The goal of the study is to identify the best way to manage high blood pressure, or hypertension, in high-risk populations that may face challenges in accessing medical care. This type of preventive care, reducing cardiovascular disease burden, is aligned with Mass General Brigham’s For Every Patient initiative, which commits to delivering high-quality, personalized care rooted in equity.
Uncontrolled blood pressure puts people at increased risk of developing heart disease, brain disease, and kidney disease, yet only one in four people have their blood pressure under good control (blood pressure under 130/80 mmHg).
Blood pressure control is worse in populations who traditionally face healthcare inequities, including the African American and Latinx communities.
“What we know from the literature in previous studies is that Black, Brown and low-income populations are at higher risk for having uncontrolled hypertension or even undiagnosed hypertension,” says Patricia Masson, PhD, RN, a nurse scientist from Massachusetts General Hospital and a member of the Pressure Check team. “So this study is really centered in the community.”
“We are at 10 locations throughout the greater Boston area as far north as Lynn, down to Blue Hill Ave in Dorchester, Roxbury, Charlestown, everywhere,” Masson says. “We set up our equipment and offer to take blood pressures of the people that they serve. And it’s a completely voluntary study.”
The Boston arm of the study is being led by Massachusetts General Hospital cardiologists Pardeep Natarajan, MD, MMSC, Oyere Onuma, MD, MSc, Michael Honingberg, MD, and Joycelyn Carter, MD, MPH. The study itself is led by investigators at Yale University in New Haven, with collaborators in Boston, Houston and Norfolk, Va.
Testing Three Approaches to Managing High Blood Pressure
While the Pressure Check team will take blood pressure readings for anyone who wants one, they are looking to recruit participants with an average resting blood pressure of 135/85 mmHg or higher.
“I think what’s important about the study is that you have to spend time talking to people, because first and foremost, we want to make sure they are safe,” Masson says.
“If their blood pressure is dangerously high, we’re going to talk to them about either going to the emergency room or getting them seen within the next day or so. “
Upon enrolling in the study, each participant receives a blood pressure monitoring cuff and a Bluetooth device that allows them to take blood pressure readings at home and transmit them to the study team.

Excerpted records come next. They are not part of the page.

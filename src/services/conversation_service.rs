use deadpool_postgres::Pool;
use uuid::Uuid;

use crate::error::{AppError, AppResult};
use crate::models::{ConversationDetails, ConversationSummary, ConversationType, Page};

pub const CONVERSATIONS_MAX_LIMIT: i64 = 50;
pub const CONVERSATIONS_DEFAULT_LIMIT: i64 = 20;

pub struct ConversationService;

impl ConversationService {
    /// Visible private conversations of `user_id`, freshest first, with the
    /// counterpart, the latest message and the counterpart's unread count.
    pub async fn list(
        db: &Pool,
        user_id: Uuid,
        limit: Option<i64>,
        offset: Option<i64>,
    ) -> AppResult<Vec<ConversationSummary>> {
        let page = Page::clamp(
            limit,
            offset,
            CONVERSATIONS_MAX_LIMIT,
            CONVERSATIONS_DEFAULT_LIMIT,
        );
        let client = db.get().await?;

        let rows = client
            .query(
                r#"
                SELECT
                    c.id AS conversation_id,
                    other.user_id AS other_user_id,
                    u.name AS other_user_name,
                    u.tag AS other_user_tag,
                    last.content AS last_message,
                    last.created_at AS last_message_at,
                    unread.unread_count
                FROM conversation_participants me
                JOIN conversations c ON c.id = me.conversation_id
                JOIN conversation_participants other
                  ON other.conversation_id = c.id AND other.user_id <> me.user_id
                JOIN users u ON u.id = other.user_id
                LEFT JOIN LATERAL (
                    SELECT m.content, m.created_at
                    FROM messages m
                    WHERE m.conversation_id = c.id
                    ORDER BY m.created_at DESC, m.id DESC
                    LIMIT 1
                ) last ON TRUE
                CROSS JOIN LATERAL (
                    SELECT COUNT(*) AS unread_count
                    FROM messages m
                    WHERE m.conversation_id = c.id
                      AND m.sender_id = other.user_id
                      AND m.is_read = FALSE
                ) unread
                WHERE me.user_id = $1
                  AND me.left_at IS NULL
                  AND c.type = 'private'
                ORDER BY c.updated_at DESC, c.id DESC
                LIMIT $2 OFFSET $3
                "#,
                &[&user_id, &page.limit, &page.offset],
            )
            .await?;

        Ok(rows
            .iter()
            .map(|row| ConversationSummary {
                id: row.get("conversation_id"),
                other_user_id: row.get("other_user_id"),
                other_user_name: row.get("other_user_name"),
                other_user_tag: row.get("other_user_tag"),
                last_message: row.get("last_message"),
                last_message_at: row.get("last_message_at"),
                unread_count: row.get("unread_count"),
            })
            .collect())
    }

    /// Full detail, but only for participants. Everyone else sees "not found".
    pub async fn get_by_id(
        db: &Pool,
        user_id: Uuid,
        conversation_id: Uuid,
    ) -> AppResult<ConversationDetails> {
        let client = db.get().await?;
        let row = client
            .query_opt(
                r#"
                SELECT c.id, c.type, c.created_at, c.updated_at,
                       array_agg(cp.user_id ORDER BY cp.joined_at, cp.user_id) AS participants
                FROM conversations c
                JOIN conversation_participants cp ON cp.conversation_id = c.id
                WHERE c.id = $1
                  AND EXISTS (
                      SELECT 1 FROM conversation_participants me
                      WHERE me.conversation_id = c.id AND me.user_id = $2
                  )
                GROUP BY c.id, c.type, c.created_at, c.updated_at
                "#,
                &[&conversation_id, &user_id],
            )
            .await?
            .ok_or(AppError::NotFound("conversation"))?;

        let kind: String = row.get("type");
        let kind = ConversationType::from_db(&kind).ok_or_else(|| {
            tracing::error!(conversation_id = %conversation_id, kind = %kind, "unknown conversation type");
            AppError::Internal
        })?;

        Ok(ConversationDetails {
            id: row.get("id"),
            kind,
            participants: row.get("participants"),
            created_at: row.get("created_at"),
            updated_at: row.get("updated_at"),
        })
    }

    /// The other participants of a conversation `actor_id` belongs to.
    /// Empty when the actor is not a participant, or has hidden the
    /// conversation and `visible_only` is set.
    pub async fn counterparts(
        db: &Pool,
        conversation_id: Uuid,
        actor_id: Uuid,
        visible_only: bool,
    ) -> AppResult<Vec<Uuid>> {
        let client = db.get().await?;
        let rows = client
            .query(
                r#"
                SELECT cp.user_id
                FROM conversation_participants cp
                WHERE cp.conversation_id = $1
                  AND cp.user_id <> $2
                  AND EXISTS (
                      SELECT 1 FROM conversation_participants me
                      WHERE me.conversation_id = $1 AND me.user_id = $2
                        AND (NOT $3 OR me.left_at IS NULL)
                  )
                "#,
                &[&conversation_id, &actor_id, &visible_only],
            )
            .await?;
        Ok(rows.iter().map(|row| row.get(0)).collect())
    }
}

The participants are then randomized into three arms of the trial.
“There’s a control group where we send them back to primary care providers for treatment and let them [the providers] know that we’re watching the participants’ blood pressure as part of the study,” Masson explains.

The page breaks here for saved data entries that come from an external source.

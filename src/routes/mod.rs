pub mod conversations;
pub mod friends;
pub mod messages;
pub mod users;
pub mod wsroute;

use actix_web::{web, HttpResponse};
use serde::{Deserialize, Serialize};
use uuid::Uuid;

use crate::config::JwtConfig;
use crate::error::AppError;
use crate::metrics::metrics_handler;
use crate::middleware::JwtAuth;

/// `{"success": true, "data": ...}`
pub fn ok<T: Serialize>(data: T) -> HttpResponse {
    HttpResponse::Ok().json(serde_json::json!({ "success": true, "data": data }))
}

/// `{"success": true}` for operations with nothing to return.
pub fn ok_empty() -> HttpResponse {
    HttpResponse::Ok().json(serde_json::json!({ "success": true }))
}

#[derive(Debug, Default, Deserialize)]
pub struct PaginationQuery {
    pub limit: Option<i64>,
    pub offset: Option<i64>,
}

impl PaginationQuery {
    /// Rejects values outside `1..=max` / `>= 0` before they reach storage.
    pub fn validate(&self, max: i64) -> Result<(), AppError> {
        if let Some(limit) = self.limit {
            if !(1..=max).contains(&limit) {
                return Err(AppError::BadRequest(format!("limit must be between 1 and {max}")));
            }
        }
        if matches!(self.offset, Some(o) if o < 0) {
            return Err(AppError::BadRequest("offset must not be negative".into()));
        }
        Ok(())
    }
}

#[derive(Debug, Deserialize)]
pub struct IdBody {
    pub id: Uuid,
}

/// Extractor failures become 400s in the common error envelope.
pub fn extractor_config(cfg: &mut web::ServiceConfig) {
    cfg.app_data(web::JsonConfig::default().error_handler(|err, _req| {
        AppError::BadRequest(err.to_string()).into()
    }))
    .app_data(web::QueryConfig::default().error_handler(|err, _req| {
        AppError::BadRequest(err.to_string()).into()
    }))
    .app_data(web::PathConfig::default().error_handler(|err, _req| {
        AppError::BadRequest(err.to_string()).into()
    }));
}

/// Mounts every route. `jwt` guards everything under `/api/v1/user`.
pub fn configure(jwt: JwtConfig) -> impl FnOnce(&mut web::ServiceConfig) {
    move |cfg: &mut web::ServiceConfig| {
        extractor_config(cfg);
        cfg.route("/health", web::get().to(|| async { "OK" }))
            .route("/metrics", web::get().to(metrics_handler))
            .service(
                web::scope("/api/v1/user")
                    .wrap(JwtAuth::new(&jwt))
                    .service(users::me)
                    .service(friends::add_friend)
                    .service(friends::get_pending)
                    .service(friends::accept)
                    .service(friends::decline)
                    .service(friends::delete_friend)
                    .service(friends::list_friends)
                    .service(conversations::get_or_create)
                    .service(conversations::list_conversations)
                    .service(conversations::get_conversation)
                    .service(conversations::hide_conversation)
                    .service(conversations::mark_read)
                    .service(messages::list_messages)
                    .service(messages::new_message)
                    .service(messages::delete_message)
                    .service(wsroute::ws_handler),
            );
    }
}

#[cfg(test)]
mod tests {
    use super::*;

    #[test]
    fn test_pagination_bounds() {
        let q = PaginationQuery { limit: Some(50), offset: Some(0) };
        assert!(q.validate(50).is_ok());
        assert!(q.validate(49).is_err());

        let q = PaginationQuery { limit: Some(0), offset: None };
        assert!(q.validate(100).is_err());

        let q = PaginationQuery { limit: None, offset: Some(-1) };
        assert!(matches!(q.validate(100), Err(AppError::BadRequest(_))));

        assert!(PaginationQuery::default().validate(100).is_ok());
    }
}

In the second arm of the study, participants meet remotely with a nurse practitioner and cardiologist assigned to the study for assistance in monitoring and managing their blood pressure.

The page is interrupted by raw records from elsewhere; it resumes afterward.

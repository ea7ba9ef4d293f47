use chrono::{DateTime, Utc};
use serde::Serialize;
use tokio_postgres::Row;
use uuid::Uuid;

use crate::error::AppError;

/// Public profile; credentials never leave the store.
#[derive(Debug, Clone, Serialize)]
pub struct User {
    pub id: Uuid,
    pub name: String,
    pub tag: String,
    pub email: Option<String>,
    pub created_at: DateTime<Utc>,
    pub updated_at: DateTime<Utc>,
}

impl User {
    pub fn from_row(row: &Row) -> Self {
        Self {
            id: row.get("id"),
            name: row.get("name"),
            tag: row.get("tag"),
            email: row.get("email"),
            created_at: row.get("created_at"),
            updated_at: row.get("updated_at"),
        }
    }

    pub fn nametag(&self) -> String {
        format!("{}#{}", self.name, self.tag)
    }
}

/// Splits `name#tag` on the last `#`.
pub fn parse_nametag(nametag: &str) -> Result<(&str, &str), AppError> {
    match nametag.rsplit_once('#') {
        Some((name, tag)) if !name.is_empty() && !tag.is_empty() => Ok((name, tag)),
        _ => Err(AppError::BadRequest("invalid nametag, expected name#tag".into())),
    }
}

The third arm of the study includes remote meetings with the nurse practitioner or cardiologist as well as a connection to a community health worker, who can help participants with any obstacles that arise in their access to care, such as a lack of access to housing or difficulty acquiring medication.
The Importance of Community Connections
In Boston, the community recruitment sites for Pressure Check include Harvest on the Vine Food Pantry in Charlestown, Abundant Life Church in Cambridge, Crosstown Church International in Boston, the Demakes Family YMCA in Lynn, Roxbury YMCA, La Colaborativa in Chelsea, the Top Notch and In the Cut barbershops in Boston and Simina’s African Hair Braiding in Boston
“I think it’s important to see that we’re meeting the community where it needs to be met as opposed to the other way around” says Pamela Leins, co-owner of the In the Cut Barbershop and a member of the community advisory board for the study. “We’re using the culture of the barber shop as something we can leverage for even greater good for the Black and Brown community.”
“I’ve been a nurse for a long time,” adds Masson. “It’s fascinating to see that we’re starting to make our way back to community-based care, which is really important if you want to prevent disease.”